The prototype evaluation of T1 Tool took place in three meetings with different stakeholders, including engineering teams, administration, operations, and the manager of Hospital 5. The tool was considered relevant for the project phase, as it can facilitate access and increase the reliability of information for decision-making.
Despite the positive perception, management expressed concern regarding the availability of the Health Institution’s strategic requirements, especially those related to financial sustainability. This highlighted the need to clearly identify the Health Institution’s Strategic Requirements in order to allow proper control of access to this information. After evaluation and refinements, the teams showed great interest in deepening their understanding of the existing areas to support the definition of the space intended for the renovation of the Ambulatory.

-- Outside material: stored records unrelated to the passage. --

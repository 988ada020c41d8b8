//! Error types for the Uni-Relay request layer.

use thiserror::Error;

/// Convenience alias used throughout the crate.
pub type Result<T> = std::result::Result<T, RelayError>;

/// Unified error type covering configuration, capability, and provider
/// failures.
///
/// Only [`Unsupported`](Self::Unsupported) (and configuration errors raised at
/// construction time) ever reach a caller of
/// [`ChatAdapter::send_request`](crate::traits::ChatAdapter::send_request).
/// Everything else is absorbed by the retry engine and converted into either
/// another attempt or a fixed fallback string.
#[derive(Debug, Clone, PartialEq, Error)]
pub enum RelayError {
    /// Invalid or missing configuration (bad alias, zero timeout, etc.).
    #[error("Configuration error: {0}")]
    Config(String),

    /// The requested adapter alias or provider identifier is not known.
    #[error("Provider not found: {0}")]
    ProviderNotFound(String),

    /// The key store has no value for the named credential.
    #[error("Missing key: {0}")]
    MissingKey(String),

    /// The provider does not offer this operation (vision, tools, embeddings).
    #[error("Unsupported: {0}")]
    Unsupported(String),

    /// The request exceeded the provider's context window.
    #[error("Context length exceeded: {0}")]
    ContextLengthExceeded(String),

    /// The response was unusable, e.g. cut off in the middle of a reasoning block.
    #[error("Transient output defect: {0}")]
    TransientOutputDefect(String),

    /// The remote API returned HTTP 429 (too many requests).
    #[error("Rate limited")]
    RateLimited,

    /// Rate-limit backoff gave up after the given number of attempts.
    #[error("Max retries exceeded after {0} attempts")]
    MaxRetriesExceeded(u32),

    /// Opaque downstream failure (malformed or empty completion).
    #[error("Provider fault: {0}")]
    ProviderFault(String),

    /// An HTTP or transport-level error from a remote provider.
    #[error("API error: {0}")]
    ApiError(String),

    /// The remote API returned HTTP 401/403 (bad or missing credentials).
    #[error("Unauthorized")]
    Unauthorized,

    /// The attempt exceeded its configured timeout.
    #[error("Timeout")]
    Timeout,

    /// The service is currently unavailable (HTTP 5xx, circuit breaker open, etc.).
    #[error("Unavailable")]
    Unavailable,

    /// The caller's cancellation token fired.
    #[error("Cancelled")]
    Cancelled,
}

/// Fragments that providers use to report an oversized prompt. Matched
/// case-insensitively against error codes and messages.
const CONTEXT_OVERFLOW_MARKERS: &[&str] = &[
    "context_length_exceeded",
    "maximum context length",
    "context window",
    "context length",
    "too many tokens",
    "prompt is too long",
    "reduce the length",
    "input is too long",
];

impl RelayError {
    /// Returns `true` for transient errors that may succeed on retry:
    /// [`RateLimited`](Self::RateLimited), [`Timeout`](Self::Timeout), and
    /// [`Unavailable`](Self::Unavailable).
    pub fn is_retryable(&self) -> bool {
        matches!(self, Self::RateLimited | Self::Timeout | Self::Unavailable)
    }

    /// Returns `true` when the error should trigger a shrink-and-retry.
    pub fn is_context_overflow(&self) -> bool {
        matches!(self, Self::ContextLengthExceeded(_))
    }

    /// Returns `true` when the failure says something about the health of
    /// the backend and should count towards opening the circuit breaker.
    ///
    /// Overflows, output defects and rate limits are properties of the request
    /// or of the caller's quota, not of the service.
    pub fn trips_breaker(&self) -> bool {
        matches!(
            self,
            Self::ApiError(_) | Self::ProviderFault(_) | Self::Timeout | Self::Unavailable
        )
    }

    /// Returns `true` for errors that are raised to the caller instead of
    /// being converted into a fallback reply.
    pub fn is_fatal(&self) -> bool {
        matches!(
            self,
            Self::Unsupported(_) | Self::Config(_) | Self::MissingKey(_) | Self::ProviderNotFound(_)
        )
    }

    /// Build an error from free-form provider error text, recognising the
    /// various ways vendors spell "your prompt is too long".
    pub fn classify_message(message: impl Into<String>) -> Self {
        let message = message.into();
        if mentions_context_overflow(&message) {
            Self::ContextLengthExceeded(message)
        } else {
            Self::ApiError(message)
        }
    }
}

/// Check whether `text` (an error code, message, or raw error body) names a
/// context-window overflow.
pub fn mentions_context_overflow(text: &str) -> bool {
    let lower = text.to_ascii_lowercase();
    CONTEXT_OVERFLOW_MARKERS
        .iter()
        .any(|marker| lower.contains(marker))
}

Tool T2: dashboard for area weighting
T2 Tool was designed to present the collected information in a visual and intuitive manner, despite its analytical basis. Thus, unlike T1, which had multiple tabs, T2 was structured as a spreadsheet with a single main tab in the form of a dashboard, facilitating the reading and understanding of the data. Additionally, the other T2 tabs follow the hierarchical structure of the Health Institution and load data extracted from the BIM model, processed, and organized to facilitate the simulation of different future scenarios. The T2 prototype therefore centralizes navigation in its comparative and interactive tab, while the secondary tabs store and process the necessary data for its operation.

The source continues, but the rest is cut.